_Exercise instructions_
Your answer should hold all lines of the entries that include the word "nearest".
------ Given records ------
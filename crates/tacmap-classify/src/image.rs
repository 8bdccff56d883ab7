//! Owned RGBA pixel buffers.

use crate::ClassifyError;
use serde::{Deserialize, Serialize};

/// An RGBA image, row-major, four bytes per pixel.
#[derive(Debug, Clone, PartialEq, Eq, Serialize, Deserialize)]
pub struct ImageData {
    pub width: u32,
    pub height: u32,
    pub data: Vec<u8>,
}

impl ImageData {
    /// Wrap an RGBA buffer, checking its length.
    pub fn new(width: u32, height: u32, data: Vec<u8>) -> Result<Self, ClassifyError> {
        let image = Self {
            width,
            height,
            data,
        };
        image.validate()?;
        Ok(image)
    }

    /// Build from packed RGB, with every pixel opaque.
    pub fn from_rgb(width: u32, height: u32, rgb: &[u8]) -> Result<Self, ClassifyError> {
        if rgb.len() != width as usize * height as usize * 3 {
            return Err(ClassifyError::InvalidImage(format!(
                "{width}x{height} RGB image needs {} bytes, got {}",
                width as usize * height as usize * 3,
                rgb.len()
            )));
        }
        let data = rgb
            .chunks_exact(3)
            .flat_map(|p| [p[0], p[1], p[2], u8::MAX])
            .collect();
        Self::new(width, height, data)
    }

    /// Check that dimensions are non-zero and the buffer holds exactly
    /// `width * height` pixels.
    pub fn validate(&self) -> Result<(), ClassifyError> {
        if self.width == 0 || self.height == 0 {
            return Err(ClassifyError::InvalidImage(format!(
                "empty image {}x{}",
                self.width, self.height
            )));
        }
        let expected = self.width as usize * self.height as usize * 4;
        if self.data.len() != expected {
            return Err(ClassifyError::InvalidImage(format!(
                "{}x{} RGBA image needs {expected} bytes, got {}",
                self.width,
                self.height,
                self.data.len()
            )));
        }
        Ok(())
    }

    /// RGBA of one pixel; `None` outside the image.
    pub fn pixel(&self, x: u32, y: u32) -> Option<[u8; 4]> {
        if x >= self.width || y >= self.height {
            return None;
        }
        let i = (y as usize * self.width as usize + x as usize) * 4;
        let p = self.data.get(i..i + 4)?;
        Some([p[0], p[1], p[2], p[3]])
    }
}
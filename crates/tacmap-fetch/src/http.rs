//! HTTP transport seam.
//!
//! The storage client is generic over [`HttpFetch`] so tests and embedders can
//! swap the network for an in-memory table.

use crate::{FetchError, Result};
use bytes::Bytes;
use std::future::Future;
use std::time::Duration;
use tracing::trace;

/// Default request timeout; the client never applies its own deadline on top.
pub const DEFAULT_TIMEOUT_SECS: u64 = 60;

const USER_AGENT: &str = concat!("tacmap/", env!("CARGO_PKG_VERSION"));

/// Asynchronous HTTP GET.
pub trait HttpFetch: Send + Sync {
    /// Fetch `url` and return the body of a successful response.
    ///
    /// A non-success status must be reported as [`FetchError::Status`] and an
    /// unreachable host as a transport error (see [`FetchError::is_transport`]).
    fn get(&self, url: &str) -> impl Future<Output = Result<Bytes>> + Send;
}

/// [`HttpFetch`] backed by a shared `reqwest` client.
#[derive(Debug, Clone)]
pub struct ReqwestFetcher {
    client: reqwest::Client,
}

impl ReqwestFetcher {
    /// Create a fetcher with the default timeout.
    pub fn new() -> Result<Self> {
        Self::with_timeout(Duration::from_secs(DEFAULT_TIMEOUT_SECS))
    }

    /// Create a fetcher with a custom request timeout.
    pub fn with_timeout(timeout: Duration) -> Result<Self> {
        let client = reqwest::Client::builder()
            .timeout(timeout)
            .user_agent(USER_AGENT)
            .build()?;
        Ok(Self { client })
    }
}

impl HttpFetch for ReqwestFetcher {
    async fn get(&self, url: &str) -> Result<Bytes> {
        trace!(url, "GET");
        let response = self.client.get(url).send().await?;

        if !response.status().is_success() {
            return Err(FetchError::Status {
                url: url.to_string(),
                status: response.status().as_u16(),
            });
        }

        Ok(response.bytes().await?)
    }
}
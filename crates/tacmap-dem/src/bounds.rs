//! Geographic rectangles and distances.

use serde::{Deserialize, Serialize};

/// Mean earth radius used for great-circle distances.
pub const EARTH_RADIUS_M: f64 = 6_371_000.0;

/// Metres per degree of latitude (and of longitude at the equator).
pub const METERS_PER_DEGREE: f64 = 111_320.0;

/// Closed rectangle in decimal degrees, as written in index documents.
#[derive(Debug, Clone, Copy, PartialEq, Serialize, Deserialize)]
pub struct Bounds {
    /// North edge (maximum latitude).
    pub north: f64,
    /// South edge (minimum latitude).
    pub south: f64,
    /// East edge (maximum longitude).
    pub east: f64,
    /// West edge (minimum longitude).
    pub west: f64,
}

impl Bounds {
    pub const fn new(north: f64, south: f64, east: f64, west: f64) -> Self {
        Self {
            north,
            south,
            east,
            west,
        }
    }

    /// Check if a coordinate is within the bounds. All four edges are inclusive.
    pub fn contains(&self, lat: f64, lon: f64) -> bool {
        lat >= self.south && lat <= self.north && lon >= self.west && lon <= self.east
    }

    /// Centre point as `(lat, lon)`.
    pub fn centroid(&self) -> (f64, f64) {
        ((self.north + self.south) / 2.0, (self.east + self.west) / 2.0)
    }

    /// Squared planar distance in degrees from the centroid to a point.
    pub fn centroid_distance_sq(&self, lat: f64, lon: f64) -> f64 {
        let (clat, clon) = self.centroid();
        (clat - lat).powi(2) + (clon - lon).powi(2)
    }

    /// Latitude span in degrees.
    pub fn height(&self) -> f64 {
        self.north - self.south
    }

    /// Longitude span in degrees.
    pub fn width(&self) -> f64 {
        self.east - self.west
    }

    /// Smallest rectangle covering both.
    pub fn union(&self, other: &Bounds) -> Bounds {
        Bounds {
            north: self.north.max(other.north),
            south: self.south.min(other.south),
            east: self.east.max(other.east),
            west: self.west.min(other.west),
        }
    }

    /// Whether the edges are finite and ordered.
    pub fn is_valid(&self) -> bool {
        [self.north, self.south, self.east, self.west]
            .iter()
            .all(|v| v.is_finite())
            && self.north >= self.south
            && self.east >= self.west
    }
}

/// Calculate the distance between two points using the haversine formula.
///
/// Returns the distance in meters.
pub fn haversine_distance(lat1: f64, lon1: f64, lat2: f64, lon2: f64) -> f64 {
    let lat1_rad = lat1.to_radians();
    let lat2_rad = lat2.to_radians();
    let delta_lat = (lat2 - lat1).to_radians();
    let delta_lon = (lon2 - lon1).to_radians();

    let a = (delta_lat / 2.0).sin().powi(2)
        + lat1_rad.cos() * lat2_rad.cos() * (delta_lon / 2.0).sin().powi(2);
    let c = 2.0 * a.sqrt().asin();

    EARTH_RADIUS_M * c
}

#[cfg(test)]
mod tests {
    use super::*;

    #[test]
    fn test_bounds_contains() {
        let bounds = Bounds::new(-30.0, -31.0, -58.0, -59.0);

        assert!(bounds.contains(-30.5, -58.5));
        assert!(bounds.contains(-30.0, -58.0)); // NE corner
        assert!(bounds.contains(-31.0, -59.0)); // SW corner
        assert!(!bounds.contains(-31.5, -58.5)); // Too far south
        assert!(!bounds.contains(-29.5, -58.5)); // Too far north
        assert!(!bounds.contains(-30.5, -57.5)); // Too far east
        assert!(!bounds.contains(-30.5, -59.5)); // Too far west
    }

    #[test]
    fn test_centroid_and_union() {
        let a = Bounds::new(-30.0, -31.0, -58.0, -59.0);
        let b = Bounds::new(-28.0, -30.0, -57.0, -58.0);
        assert_eq!(a.centroid(), (-30.5, -58.5));

        let u = a.union(&b);
        assert_eq!(u, Bounds::new(-28.0, -31.0, -57.0, -59.0));
        assert!(u.is_valid());
        assert!(!Bounds::new(-31.0, -30.0, 0.0, 0.0).is_valid());
    }

    #[test]
    fn test_haversine_distance() {
        // Buenos Aires to Córdoba is approximately 646 km
        let dist = haversine_distance(-34.6037, -58.3816, -31.4201, -64.1888);
        assert!((dist - 646_000.0).abs() < 10_000.0);
        assert_eq!(haversine_distance(1.0, 2.0, 1.0, 2.0), 0.0);
    }
}
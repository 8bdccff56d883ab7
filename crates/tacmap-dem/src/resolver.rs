//! Coordinate to tile resolution across master and region indices.

use crate::index::{DatasetType, IndexStatus, MasterIndex, PartitionSource, TileDescriptor, TileIndex};
use crate::{Result, TerrainError};
use parking_lot::Mutex;
use serde::{Deserialize, Serialize};
use std::collections::{HashMap, HashSet};
use std::sync::Arc;
use tacmap_fetch::{HttpFetch, ReqwestFetcher, StorageClient};
use tacmap_metrics::{metric_defs, MetricLabels};
use tracing::{debug, warn};

/// Storage paths of each dataset's master index.
///
/// Paths listed inside index documents are relative to the directory
/// holding the master index.
#[derive(Debug, Clone, PartialEq, Eq, Serialize, Deserialize)]
#[serde(default)]
pub struct DatasetPaths {
    pub elevation: String,
    pub vegetation: String,
}

impl Default for DatasetPaths {
    fn default() -> Self {
        Self {
            elevation: "elevation/master_index.json".to_string(),
            vegetation: "vegetation/master_index.json".to_string(),
        }
    }
}

impl DatasetPaths {
    /// Storage path of a dataset's master index.
    pub fn master_path(&self, dataset: DatasetType) -> &str {
        match dataset {
            DatasetType::Elevation => &self.elevation,
            DatasetType::Vegetation => &self.vegetation,
        }
    }

    /// Storage path of a document or tile referenced from an index.
    ///
    /// A leading `/` makes the path relative to the storage root instead.
    pub fn resolve(&self, dataset: DatasetType, relative: &str) -> String {
        if let Some(absolute) = relative.strip_prefix('/') {
            return absolute.to_string();
        }
        match self.master_path(dataset).rsplit_once('/') {
            Some((root, _)) => format!("{root}/{relative}"),
            None => relative.to_string(),
        }
    }
}

/// Resolves coordinates to tile descriptors.
///
/// Master and region indices are fetched once and kept until
/// [`clear_cache`](Self::clear_cache). Fetch failures are not cached: the
/// degraded empty document is used for that call only.
pub struct TileIndexResolver<H = ReqwestFetcher> {
    client: Arc<StorageClient<H>>,
    paths: DatasetPaths,
    masters: Mutex<HashMap<DatasetType, Arc<MasterIndex>>>,
    regions: Mutex<HashMap<(DatasetType, String), Arc<TileIndex>>>,
    /// Datasets whose last load fell back to the degraded document.
    fallbacks: Mutex<HashSet<DatasetType>>,
}

impl<H: HttpFetch> TileIndexResolver<H> {
    pub fn new(client: Arc<StorageClient<H>>, paths: DatasetPaths) -> Self {
        Self {
            client,
            paths,
            masters: Mutex::new(HashMap::new()),
            regions: Mutex::new(HashMap::new()),
            fallbacks: Mutex::new(HashSet::new()),
        }
    }

    pub fn client(&self) -> &Arc<StorageClient<H>> {
        &self.client
    }

    pub fn paths(&self) -> &DatasetPaths {
        &self.paths
    }

    /// Fetch and cache a dataset's master index.
    ///
    /// Fails with [`TerrainError::Network`] only when every storage source
    /// failed.
    pub async fn load_master_index(&self, dataset: DatasetType) -> Result<Arc<MasterIndex>> {
        let cached = self.masters.lock().get(&dataset).cloned();
        if let Some(master) = cached {
            return Ok(master);
        }

        let path = self.paths.master_path(dataset);
        let doc: serde_json::Value = self.client.fetch_json(path).await?;
        let master = Arc::new(MasterIndex::from_json(dataset, path, &doc)?);
        debug!(
            dataset = %dataset,
            path,
            partitions = master.partitions().len(),
            "loaded master index"
        );

        self.fallbacks.lock().remove(&dataset);
        let master = self
            .masters
            .lock()
            .entry(dataset)
            .or_insert(master)
            .clone();
        Ok(master)
    }

    /// Key of the partition covering the point, or of the partition whose
    /// centroid is nearest when none does.
    ///
    /// `Ok(None)` only when the master index lists no partitions.
    pub async fn resolve_region(
        &self,
        dataset: DatasetType,
        lat: f64,
        lon: f64,
    ) -> Result<Option<String>> {
        let master = self.load_master_index(dataset).await?;
        Ok(Self::region_of(&master, lat, lon))
    }

    /// Fetch and cache the tile index of one region.
    pub async fn load_region_index(
        &self,
        dataset: DatasetType,
        region_key: &str,
    ) -> Result<Arc<TileIndex>> {
        let cache_key = (dataset, region_key.to_string());
        let cached = self.regions.lock().get(&cache_key).cloned();
        if let Some(index) = cached {
            return Ok(index);
        }

        let master = self.load_master_index(dataset).await?;
        let partition = master
            .partition(region_key)
            .ok_or_else(|| TerrainError::UnknownRegion {
                dataset: dataset.as_label(),
                key: region_key.to_string(),
            })?;

        let index = match &partition.source {
            PartitionSource::Inline(index) => index.clone(),
            PartitionSource::Remote(relative) => {
                let path = self.paths.resolve(dataset, relative);
                let doc: serde_json::Value = self.client.fetch_json(&path).await?;
                let index = Arc::new(TileIndex::from_json(dataset, &path, &doc)?);
                debug!(
                    dataset = %dataset,
                    region = region_key,
                    path = %path,
                    tiles = index.len(),
                    "loaded region index"
                );
                index
            }
        };

        self.fallbacks.lock().remove(&dataset);
        let index = self
            .regions
            .lock()
            .entry(cache_key)
            .or_insert(index)
            .clone();
        Ok(index)
    }

    /// Tile covering the point, first in document order on shared edges.
    ///
    /// `None` means no data here, including when an index could not be
    /// fetched (the failure is logged and the degraded document used).
    pub async fn resolve_tile(
        &self,
        dataset: DatasetType,
        lat: f64,
        lon: f64,
    ) -> Option<TileDescriptor> {
        let master = match self.load_master_index(dataset).await {
            Ok(master) => master,
            Err(e) => {
                self.record_fallback(dataset, lat, lon, &e);
                Arc::new(MasterIndex::fallback(dataset))
            }
        };

        let region = Self::region_of(&master, lat, lon)?;
        let index = match self.load_region_index(dataset, &region).await {
            Ok(index) => index,
            Err(e) => {
                self.record_fallback(dataset, lat, lon, &e);
                Arc::new(TileIndex::fallback(dataset))
            }
        };

        match index.find(lat, lon) {
            Some(tile) => Some(tile.clone()),
            None => {
                metrics::counter!(
                    metric_defs::TILE_NO_DATA.name,
                    &MetricLabels::new(dataset.as_label()).to_labels()
                )
                .increment(1);
                debug!(dataset = %dataset, lat, lon, region = %region, "no tile covers coordinate");
                None
            }
        }
    }

    /// Whether the dataset's indices are loaded or degraded.
    pub fn index_status(&self, dataset: DatasetType) -> IndexStatus {
        if self.fallbacks.lock().contains(&dataset) {
            IndexStatus::Fallback
        } else if self.masters.lock().contains_key(&dataset) {
            IndexStatus::Loaded
        } else {
            IndexStatus::NotLoaded
        }
    }

    /// Region indices currently held, across datasets.
    pub fn loaded_region_count(&self) -> usize {
        self.regions.lock().len()
    }

    /// Drop every cached index.
    pub fn clear_cache(&self) {
        self.masters.lock().clear();
        self.regions.lock().clear();
        self.fallbacks.lock().clear();
    }

    fn region_of(master: &MasterIndex, lat: f64, lon: f64) -> Option<String> {
        let partition = master.resolve(lat, lon)?;
        if !partition.bounds.contains(lat, lon) {
            debug!(
                dataset = %master.dataset(),
                lat,
                lon,
                region = %partition.key,
                "coordinate outside every partition, using nearest"
            );
        }
        Some(partition.key.clone())
    }

    fn record_fallback(&self, dataset: DatasetType, lat: f64, lon: f64, error: &TerrainError) {
        self.fallbacks.lock().insert(dataset);
        metrics::counter!(
            metric_defs::INDEX_FALLBACKS.name,
            &MetricLabels::new(dataset.as_label()).to_labels()
        )
        .increment(1);
        warn!(
            dataset = %dataset,
            lat,
            lon,
            error = %error,
            "index unavailable, using empty fallback document"
        );
    }
}
//! Bounded in-memory cache with oldest-first eviction and optional TTL.
//!
//! One instance is created per session by whoever owns the data (the archive
//! store, the raster sampler) and shared by reference. The cache itself is not
//! synchronised; owners wrap it in a mutex and never hold the lock across an
//! await point.

use std::collections::{HashMap, VecDeque};
use std::hash::Hash;
use std::time::{Duration, Instant};
use tacmap_metrics::metric_defs;

/// Capacity and expiry settings for a [`BoundedCache`].
#[derive(Debug, Clone, Copy, PartialEq, Eq)]
pub struct CacheConfig {
    /// Maximum number of entries. Zero disables caching.
    pub capacity: usize,
    /// Entries older than this are dropped on their next access.
    pub ttl: Option<Duration>,
}

impl CacheConfig {
    /// Create a config without expiry.
    pub const fn new(capacity: usize) -> Self {
        Self {
            capacity,
            ttl: None,
        }
    }

    /// Set the time-to-live.
    pub const fn with_ttl(mut self, ttl: Duration) -> Self {
        self.ttl = Some(ttl);
        self
    }
}

/// A cached value and when it was inserted.
#[derive(Debug, Clone)]
pub struct CacheEntry<K, V> {
    /// Cache key.
    pub key: K,
    /// Cached value.
    pub value: V,
    /// Insertion time; re-inserting a key refreshes it.
    pub inserted_at: Instant,
}

impl<K, V> CacheEntry<K, V> {
    fn is_expired(&self, ttl: Option<Duration>, now: Instant) -> bool {
        ttl.is_some_and(|ttl| now.saturating_duration_since(self.inserted_at) >= ttl)
    }
}

/// Counters describing cache behaviour since creation (or the last clear).
#[derive(Debug, Clone, Copy, Default, PartialEq, Eq)]
pub struct CacheStats {
    /// Entries currently held.
    pub len: usize,
    /// Configured capacity.
    pub capacity: usize,
    /// Lookups that returned a live entry.
    pub hits: u64,
    /// Lookups that found nothing or an expired entry.
    pub misses: u64,
    /// Entries dropped to make room.
    pub evictions: u64,
    /// Entries dropped because their TTL lapsed.
    pub expirations: u64,
}

/// Bounded cache evicting the oldest inserted entry once full.
#[derive(Debug)]
pub struct BoundedCache<K, V> {
    name: &'static str,
    config: CacheConfig,
    entries: HashMap<K, CacheEntry<K, V>>,
    /// Insertion order, oldest at the front.
    order: VecDeque<K>,
    stats: CacheStats,
}

impl<K, V> BoundedCache<K, V>
where
    K: Eq + Hash + Clone,
    V: Clone,
{
    /// Create an empty cache. `name` labels the cache in metrics and logs.
    pub fn new(name: &'static str, config: CacheConfig) -> Self {
        Self {
            name,
            config,
            entries: HashMap::new(),
            order: VecDeque::new(),
            stats: CacheStats {
                capacity: config.capacity,
                ..Default::default()
            },
        }
    }

    /// Look up a key, dropping the entry if its TTL has lapsed.
    pub fn get(&mut self, key: &K) -> Option<V> {
        let now = Instant::now();
        let expired = match self.entries.get(key) {
            Some(entry) => entry.is_expired(self.config.ttl, now),
            None => {
                self.record_miss();
                return None;
            }
        };

        if expired {
            self.remove(key);
            self.stats.expirations += 1;
            self.record_miss();
            return None;
        }

        self.stats.hits += 1;
        metrics::counter!(metric_defs::CACHE_HITS.name, "cache" => self.name).increment(1);
        self.entries.get(key).map(|entry| entry.value.clone())
    }

    /// Insert a value, evicting the oldest entries while at capacity.
    ///
    /// Re-inserting an existing key replaces its value and makes it the newest.
    pub fn insert(&mut self, key: K, value: V) {
        if self.config.capacity == 0 {
            return;
        }

        if self.entries.contains_key(&key) {
            self.order.retain(|k| k != &key);
        }

        while self.entries.len() >= self.config.capacity && !self.entries.contains_key(&key) {
            let Some(oldest) = self.order.pop_front() else {
                break;
            };
            self.entries.remove(&oldest);
            self.stats.evictions += 1;
            metrics::counter!(metric_defs::CACHE_EVICTIONS.name, "cache" => self.name)
                .increment(1);
        }

        self.order.push_back(key.clone());
        self.entries.insert(
            key.clone(),
            CacheEntry {
                key,
                value,
                inserted_at: Instant::now(),
            },
        );
    }

    /// Remove an entry, returning its value.
    pub fn remove(&mut self, key: &K) -> Option<V> {
        let entry = self.entries.remove(key)?;
        self.order.retain(|k| k != key);
        Some(entry.value)
    }

    /// Whether a key is present (expired entries count until next accessed).
    pub fn contains(&self, key: &K) -> bool {
        self.entries.contains_key(key)
    }

    /// Number of entries held.
    pub fn len(&self) -> usize {
        self.entries.len()
    }

    /// Whether the cache is empty.
    pub fn is_empty(&self) -> bool {
        self.entries.is_empty()
    }

    /// Keys from oldest to newest.
    pub fn keys(&self) -> impl Iterator<Item = &K> {
        self.order.iter()
    }

    /// Drop every entry and reset the counters.
    pub fn clear(&mut self) {
        self.entries.clear();
        self.order.clear();
        self.stats = CacheStats {
            capacity: self.config.capacity,
            ..Default::default()
        };
    }

    /// Current statistics.
    pub fn stats(&self) -> CacheStats {
        CacheStats {
            len: self.entries.len(),
            ..self.stats
        }
    }

    fn record_miss(&mut self) {
        self.stats.misses += 1;
        metrics::counter!(metric_defs::CACHE_MISSES.name, "cache" => self.name).increment(1);
    }
}

#[cfg(test)]
mod tests {
    use super::*;

    #[test]
    fn test_evicts_exactly_the_oldest() {
        let capacity = 4;
        let mut cache = BoundedCache::new("test", CacheConfig::new(capacity));
        for i in 0..=capacity {
            cache.insert(format!("tile-{i}"), i);
        }

        assert_eq!(cache.len(), capacity);
        assert!(!cache.contains(&"tile-0".to_string()));
        for i in 1..=capacity {
            assert_eq!(cache.get(&format!("tile-{i}")), Some(i));
        }
        assert_eq!(cache.stats().evictions, 1);
    }

    #[test]
    fn test_reinsert_refreshes_position() {
        let mut cache = BoundedCache::new("test", CacheConfig::new(2));
        cache.insert("a", 1);
        cache.insert("b", 2);
        cache.insert("a", 10);
        cache.insert("c", 3);

        assert_eq!(cache.get(&"a"), Some(10));
        assert_eq!(cache.get(&"b"), None);
        assert_eq!(cache.keys().copied().collect::<Vec<_>>(), vec!["a", "c"]);
    }

    #[test]
    fn test_lookups_do_not_change_eviction_order() {
        let mut cache = BoundedCache::new("test", CacheConfig::new(2));
        cache.insert("a", 1);
        cache.insert("b", 2);
        assert_eq!(cache.get(&"a"), Some(1));
        cache.insert("c", 3);

        assert!(!cache.contains(&"a"));
        assert!(cache.contains(&"b"));
    }

    #[test]
    fn test_ttl_lapses_on_next_access() {
        let mut cache = BoundedCache::new("test", CacheConfig::new(8).with_ttl(Duration::ZERO));
        cache.insert("a", 1);
        assert!(cache.contains(&"a"));

        assert_eq!(cache.get(&"a"), None);
        assert!(!cache.contains(&"a"));
        let stats = cache.stats();
        assert_eq!(stats.expirations, 1);
        assert_eq!(stats.misses, 1);
    }

    #[test]
    fn test_long_ttl_keeps_entries() {
        let mut cache =
            BoundedCache::new("test", CacheConfig::new(8).with_ttl(Duration::from_secs(3600)));
        cache.insert("a", 1);
        assert_eq!(cache.get(&"a"), Some(1));
        assert_eq!(cache.stats().hits, 1);
    }

    #[test]
    fn test_zero_capacity_stores_nothing() {
        let mut cache = BoundedCache::new("test", CacheConfig::new(0));
        cache.insert("a", 1);
        assert!(cache.is_empty());
        assert_eq!(cache.get(&"a"), None);
    }

    #[test]
    fn test_clear_resets() {
        let mut cache = BoundedCache::new("test", CacheConfig::new(2));
        cache.insert("a", 1);
        let _ = cache.get(&"a");
        cache.clear();
        assert!(cache.is_empty());
        assert_eq!(cache.stats(), CacheStats { capacity: 2, ..Default::default() });
    }
}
------
_Task solution_
    /// centroid is nearest when none does.
                "coordinate outside every partition, using nearest"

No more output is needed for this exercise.